Todd Spangler’s Journal: Day Three

Orlando, Fla. -- Another day, another couple-hundred HD channels.

The most interesting bit of news today comes not from the Society of Cable Telecommunications Engineers’ Cable-Tec Expo 2007 down here in central Florida, but up north from the suburbs of the Big Apple: Cablevision Systems grabbed the HD-hype crown with the claim that it will be able to deliver 500 HD channels by the end of 2007 using switched-digital-video technology.

Forget that there are maybe only 50 or so extant HD channels, including the 15 Voom HD Networks services most people have never heard of. Cablevision's press-release salvo is aimed squarely at DirecTV’s “future” of 150 HD channels. Hey, they started it.

Meanwhile, back in Florida, the SCTE show carried on:

Life After CableCARD:Charlie Kennamer, Comcast’s vice president of engineering, standards and industry affairs, said the operator already deployed CableCARD-enabled boxes in all of its markets, at least for trials in employees’ homes. “We’ve pretty much depleted our inventory of integrated boxes,” he said at a panel discussion. “If we don’t, we’ll have a bunch of bricks in inventory after July 1.”

Kennamer said it will probably be end of this year “before we’re back to ‘business as usual’”-- which, he explained wryly, means “doing things that will actually benefit customers.”

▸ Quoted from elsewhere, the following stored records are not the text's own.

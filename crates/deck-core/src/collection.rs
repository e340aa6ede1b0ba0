use crate::catalog;
use crate::error::{DeckError, Result};
use crate::paths;
use crate::types::{Domain, Need};
use chrono::{DateTime, Utc};
use serde::{Deserialize, Serialize};
use std::path::Path;

/// A named, reusable bundle of resources resolved from a domain and needs.
#[derive(Debug, Clone, PartialEq, Serialize, Deserialize)]
pub struct Collection {
    pub name: String,
    pub domain: Domain,
    #[serde(default)]
    pub needs: Vec<Need>,
    #[serde(default)]
    pub commands: Vec<String>,
    #[serde(default)]
    pub templates: Vec<String>,
    pub created_at: DateTime<Utc>,
}

#[derive(Debug, Clone, Serialize)]
pub struct CollectionSummary {
    pub name: String,
    pub domain: Domain,
    pub needs: Vec<Need>,
    pub commands: usize,
    pub templates: usize,
    pub created_at: DateTime<Utc>,
}

impl Collection {
    /// Build a collection whose resources come from the catalog mapping.
    pub fn resolve(name: impl Into<String>, domain: Domain, needs: &[Need]) -> Self {
        let resources = catalog::resolve(domain, needs);
        let mut needs = needs.to_vec();
        needs.sort();
        needs.dedup();
        Self {
            name: name.into(),
            domain,
            needs,
            commands: resources.commands,
            templates: resources.templates,
            created_at: Utc::now(),
        }
    }

    pub fn summary(&self) -> CollectionSummary {
        CollectionSummary {
            name: self.name.clone(),
            domain: self.domain,
            needs: self.needs.clone(),
            commands: self.commands.len(),
            templates: self.templates.len(),
            created_at: self.created_at,
        }
    }

    // -----------------------------------------------------------------------
    // Persistence
    // -----------------------------------------------------------------------

    pub fn exists(home: &Path, name: &str) -> bool {
        paths::collection_record(home, name).exists()
    }

    /// Write the record, replacing any existing collection of the same name.
    pub fn save(&self, home: &Path) -> Result<()> {
        paths::validate_name(&self.name)?;
        let path = paths::collection_record(home, &self.name);
        let data = serde_yaml::to_string(self)?;
        crate::io::atomic_write(&path, data.as_bytes())?;
        tracing::debug!(collection = %self.name, path = %path.display(), "saved collection");
        Ok(())
    }

    pub fn load(home: &Path, name: &str) -> Result<Self> {
        paths::validate_name(name)?;
        let path = paths::collection_record(home, name);
        if !path.exists() {
            return Err(DeckError::CollectionNotFound(name.to_string()));
        }
        let data = std::fs::read_to_string(&path)?;
        serde_yaml::from_str(&data).map_err(|e| DeckError::MalformedRecord {
            path,
            reason: e.to_string(),
        })
    }

    /// All readable collections, sorted by name. Unreadable records are
    /// logged and left out.
    pub fn list(home: &Path) -> Result<Vec<CollectionSummary>> {
        let dir = paths::collections_dir(home);
        if !dir.exists() {
            return Ok(Vec::new());
        }

        let mut summaries = Vec::new();
        for entry in std::fs::read_dir(&dir)? {
            let entry = entry?;
            let path = entry.path();
            if path.extension().and_then(|e| e.to_str()) != Some(paths::RECORD_EXT) {
                continue;
            }
            let Some(name) = path.file_stem().and_then(|s| s.to_str()) else {
                continue;
            };
            match Self::load(home, name) {
                Ok(c) => summaries.push(c.summary()),
                Err(e) => tracing::warn!(path = %path.display(), error = %e, "skipping collection"),
            }
        }
        summaries.sort_by(|a, b| a.name.cmp(&b.name));
        Ok(summaries)
    }
}

/// Resolve and persist a collection in one step, returning its name.
///
/// Overwriting replaces the record entirely; `overwrite = false` refuses to
/// touch an existing one.
pub fn save(
    home: &Path,
    name: &str,
    domain: Domain,
    needs: &[Need],
    overwrite: bool,
) -> Result<Collection> {
    paths::validate_name(name)?;
    if !overwrite && Collection::exists(home, name) {
        return Err(DeckError::CollectionExists(name.to_string()));
    }
    let collection = Collection::resolve(name, domain, needs);
    collection.save(home)?;
    Ok(collection)
}
mod cmd;
mod data_root;
mod output;
mod prompt;

use clap::{Parser, Subcommand};
use cmd::{
    cache::CacheSubcommand, collection::CollectionSubcommand, config::ConfigSubcommand,
    setup::SetupArgs,
};
use deck_core::config::{parse_bool, DeckConfig, Settings, TEAMS_ENV};
use std::path::PathBuf;

const CONFIG_REMEDY: &str =
    "fix it with 'agent-deck config edit' or reset it with 'agent-deck config init --force'";

#[derive(Parser)]
#[command(
    name = "agent-deck",
    about = "agent-deck: per-project Claude sessions in tmux, set up from reusable resource collections",
    long_about = "agent-deck: per-project Claude sessions in tmux, set up from reusable resource collections.\n\n\
        Typical flow: 'agent-deck setup <dir>' once per project, then 'agent-deck open <session>'.\n\
        'agent-deck list' shows every session with its state and task counts.",
    version,
    propagate_version = true
)]
struct Cli {
    /// Data directory (default: ~/.agent-deck)
    #[arg(long, global = true, env = "AGENT_DECK_HOME")]
    home: Option<PathBuf>,

    /// Output as JSON
    #[arg(long, global = true, short = 'j')]
    json: bool,

    /// Log debug details to stderr
    #[arg(long, global = true, short = 'v')]
    verbose: bool,

    #[command(subcommand)]
    command: Commands,
}

#[derive(Subcommand)]
enum Commands {
    /// Pick resources for a project, install them and record a session
    Setup(SetupArgs),

    /// Attach to a session, starting it from its record if it is not running
    Open { session: String },

    /// Add an assistant window to a running session.
    ///
    /// By default the window is standalone: it shares the terminal session
    /// but has no team identity and does not see the team's tasks. With
    /// --coordinated it joins the session's team (requires coordinated
    /// workers to be enabled).
    Spawn {
        session: String,
        /// Join the session's team instead of running standalone
        #[arg(long)]
        coordinated: bool,
    },

    /// List sessions with their state and task counts
    List,

    /// Stop a running session; its record is kept
    Kill { session: String },

    /// Show one session's record, state and tasks
    Status { session: String },

    /// Manage global settings
    Config {
        #[command(subcommand)]
        subcommand: ConfigSubcommand,
    },

    /// Manage resource collections
    Collection {
        #[command(subcommand)]
        subcommand: CollectionSubcommand,
    },

    /// Inspect or manage the local resource cache
    Cache {
        #[command(subcommand)]
        subcommand: CacheSubcommand,
    },
}

fn main() {
    let cli = Cli::parse();

    let default_level = if cli.verbose {
        tracing::Level::DEBUG
    } else {
        tracing::Level::WARN
    };

    tracing_subscriber::fmt()
        .with_env_filter(
            tracing_subscriber::EnvFilter::from_default_env().add_directive(default_level.into()),
        )
        .with_target(false)
        .with_writer(std::io::stderr)
        .init();

    if let Err(e) = run(cli) {
        // Print the full error chain (anyhow's alternate Display)
        eprintln!("error: {e:#}");
        std::process::exit(1);
    }
}

fn run(cli: Cli) -> anyhow::Result<()> {
    let home = data_root::resolve_home(cli.home.as_deref())?;
    let json = cli.json;

    // `config` works on the raw file so a broken one can still be fixed.
    if let Commands::Config { subcommand } = cli.command {
        return cmd::config::run(&home, subcommand, json);
    }

    let teams_env = std::env::var(TEAMS_ENV).ok();
    let settings = match Settings::load(home.clone(), teams_env.as_deref()) {
        Ok(settings) => settings,
        // `list` always answers; it falls back to the defaults and says so.
        Err(e) if matches!(cli.command, Commands::List) => {
            eprintln!("warning: {e}");
            eprintln!("warning: listing with default settings; {CONFIG_REMEDY}");
            let teams = teams_env.as_deref().and_then(parse_bool).unwrap_or(false);
            Settings::new(home, DeckConfig::default(), teams)
        }
        Err(e) => return Err(anyhow::Error::new(e).context(format!("failed to load settings; {CONFIG_REMEDY}"))),
    };
    tracing::debug!(home = %settings.home.display(), coordination = settings.coordination_enabled(), "settings loaded");

    match cli.command {
        Commands::Setup(args) => cmd::setup::run(&settings, args, json),
        Commands::Open { session } => cmd::session::open(&settings, &session),
        Commands::Spawn {
            session,
            coordinated,
        } => cmd::session::spawn(&settings, &session, coordinated, json),
        Commands::List => cmd::session::list(&settings, json),
        Commands::Kill { session } => cmd::session::kill(&settings, &session, json),
        Commands::Status { session } => cmd::session::status(&settings, &session, json),
        Commands::Config { subcommand } => cmd::config::run(&settings.home, subcommand, json),
        Commands::Collection { subcommand } => cmd::collection::run(&settings, subcommand, json),
        Commands::Cache { subcommand } => cmd::cache::run(&settings, subcommand, json),
    }
}
use std::path::PathBuf;
use thiserror::Error;

#[derive(Debug, Error)]
pub enum DeckError {
    // -----------------------------------------------------------------------
    // Configuration
    // -----------------------------------------------------------------------
    #[error("no session record for '{0}': run 'agent-deck setup <project-dir>' first")]
    NoConfig(String),

    #[error("malformed record {path}: {reason}")]
    MalformedRecord { path: PathBuf, reason: String },

    #[error("collection not found: {0} (see 'agent-deck collection list')")]
    CollectionNotFound(String),

    #[error("collection already exists: {0} (pass --force to overwrite)")]
    CollectionExists(String),

    #[error("invalid name '{0}': must be lowercase alphanumeric with hyphens")]
    InvalidName(String),

    #[error("invalid domain '{0}': expected one of ml, data-platform, backend, frontend, devops, cli, general")]
    InvalidDomain(String),

    #[error("invalid need '{0}': expected one of git, quality, context, docs, deploy")]
    InvalidNeed(String),

    #[error("unknown config key '{key}'; valid keys: {valid}")]
    UnknownConfigKey { key: String, valid: String },

    #[error("invalid value '{value}' for config key '{key}': {reason}")]
    InvalidConfigValue {
        key: String,
        value: String,
        reason: String,
    },

    #[error("project directory not found: {0}")]
    ProjectNotFound(PathBuf),

    #[error("home directory not found: set HOME or AGENT_DECK_HOME")]
    HomeNotFound,

    // -----------------------------------------------------------------------
    // Cache
    // -----------------------------------------------------------------------
    #[error("failed to fetch {source_url} into {path}: {reason}")]
    FetchFailed {
        source_url: String,
        path: PathBuf,
        reason: String,
    },

    #[error("timed out waiting for cache lock {0} (remove it manually if no other agent-deck is running)")]
    LockTimeout(PathBuf),

    // -----------------------------------------------------------------------
    // Process
    // -----------------------------------------------------------------------
    #[error("tmux not found on PATH: install tmux to open sessions")]
    MultiplexerMissing,

    #[error("tmux {command} failed: {reason}")]
    MultiplexerFailed { command: String, reason: String },

    #[error("session '{0}' is not running: open it with 'agent-deck open {0}'")]
    NotRunning(String),

    #[error("session '{0}' is already running")]
    AlreadyRunning(String),

    #[error("coordinated workers are disabled: set CLAUDE_CODE_EXPERIMENTAL_AGENT_TEAMS=1 or 'agent-deck config set coordinated_workers true'")]
    CoordinationDisabled,

    #[error(transparent)]
    Io(#[from] std::io::Error),

    #[error(transparent)]
    Yaml(#[from] serde_yaml::Error),

    #[error(transparent)]
    Json(#[from] serde_json::Error),
}

/// Broad grouping used by the CLI when deciding how to present a failure.
#[derive(Debug, Clone, Copy, PartialEq, Eq)]
pub enum ErrorCategory {
    Configuration,
    Cache,
    Process,
    Io,
}

impl DeckError {
    pub fn category(&self) -> ErrorCategory {
        match self {
            DeckError::NoConfig(_)
            | DeckError::MalformedRecord { .. }
            | DeckError::CollectionNotFound(_)
            | DeckError::CollectionExists(_)
            | DeckError::InvalidName(_)
            | DeckError::InvalidDomain(_)
            | DeckError::InvalidNeed(_)
            | DeckError::UnknownConfigKey { .. }
            | DeckError::InvalidConfigValue { .. }
            | DeckError::ProjectNotFound(_)
            | DeckError::HomeNotFound
            | DeckError::Yaml(_) => ErrorCategory::Configuration,
            DeckError::FetchFailed { .. } | DeckError::LockTimeout(_) => ErrorCategory::Cache,
            DeckError::MultiplexerMissing
            | DeckError::MultiplexerFailed { .. }
            | DeckError::NotRunning(_)
            | DeckError::AlreadyRunning(_)
            | DeckError::CoordinationDisabled => ErrorCategory::Process,
            DeckError::Io(_) | DeckError::Json(_) => ErrorCategory::Io,
        }
    }
}

pub type Result<T> = std::result::Result<T, DeckError>;

#[cfg(test)]
mod tests {
    use super::*;

    #[test]
    fn no_config_suggests_setup() {
        let msg = DeckError::NoConfig("deck-proj".into()).to_string();
        assert!(msg.contains("deck-proj"));
        assert!(msg.contains("agent-deck setup"));
    }

    #[test]
    fn categories() {
        assert_eq!(
            DeckError::LockTimeout(PathBuf::from("/tmp/x")).category(),
            ErrorCategory::Cache
        );
        assert_eq!(
            DeckError::NotRunning("deck-a".into()).category(),
            ErrorCategory::Process
        );
        assert_eq!(
            DeckError::NoConfig("deck-a".into()).category(),
            ErrorCategory::Configuration
        );
    }
}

The Switched-Digital Mix:Todd Bowen, director of digital systems for Time Warner Cable’s Austin, Texas, division, provided a download on how his group deployed SDV over the past three years. One of his words to the wise: Don’t switch a pay-per-view event channel that's likely to be hugely popular.

The Magic SDV Number: Cablevision VP of technology Bob Clyne, also speaking on the SDV panel, described how the MSO selected its core group of channels to switch. Cablevision polled usage data from 4,000 set-top boxes for 24 hours per day, for four weeks, to discover which were the least-watched channels.

What Clyne and his team found: Over every 24-hour period, the same 92 channels on the network were viewed by no more than 52 people. “If there’s a magic number for us, it’s 52,” he said.

Slinging from the Network: On the show floor, Cisco Systems is demo’ing what it calls “network slinging” -- a network-based digital-video recorder delivering video-on-demand or other recorded programs to a Web-connected Mac computer and to a Nokia N800 handheld Internet device.

The network-slinging system can do session shifting, which allows someone to pause a movie on the TV and then resume watching it right where it was stopped on another device

David Yates, Cisco’s video and content networking director of marketing, noted that the question isn’t whether such features are technically possible: It’s whether the programmers and cable operators can come to an agreement on how to license these new use-cases.

“Consumers clearly want to do this,” he said, pointing out that Cablevision is defending its network DVR -- which uses Cisco’s VOD servers -- in a pending appeal to the copyright-infringement lawsuit filed by several programmers.

FromGenevawith Love: Swiss set-top-box maker Advanced Digital Broadcast officially nailed up its shingle in the States. “We’re now selling to cable in North America,” declared Mike Hawkey, ADB Americas executive VP of marketing and sales.

No customers to announce yet, but Hawkey said several MSOs are testing out ADB’s set-tops, which use Cable Television Laboratories’ OpenCable Application Platform to run program guides and other applications and CableCARD specifications to support security.

All of the company’s set-top models will support HD, according to Hawkey, who added, “We don’t see cable buyers interested in standard-definition-only moving forward.”

ADB will emphasize guide performance and interoperability (the company bought OCAP developer Vidiom Systems last year). “We’re competing for the share of set-tops the operators are not going to buy from Motorola and SA,” Hawkey said.

“OCAP” Verboten: Meanwhile, in his keynote Wednesday, National Cable & Telecommunications Association CEO Kyle McSlarrow said he’s banned the use of OCAP in the association’s corridors.

“I know we in Washington are also guilty of jargon, but this is really a case where the acronym completely hides the ball,” McSlarrow said. “We should be proud of what this platform represents.”

His preferred nomenclature: “OpenCable.”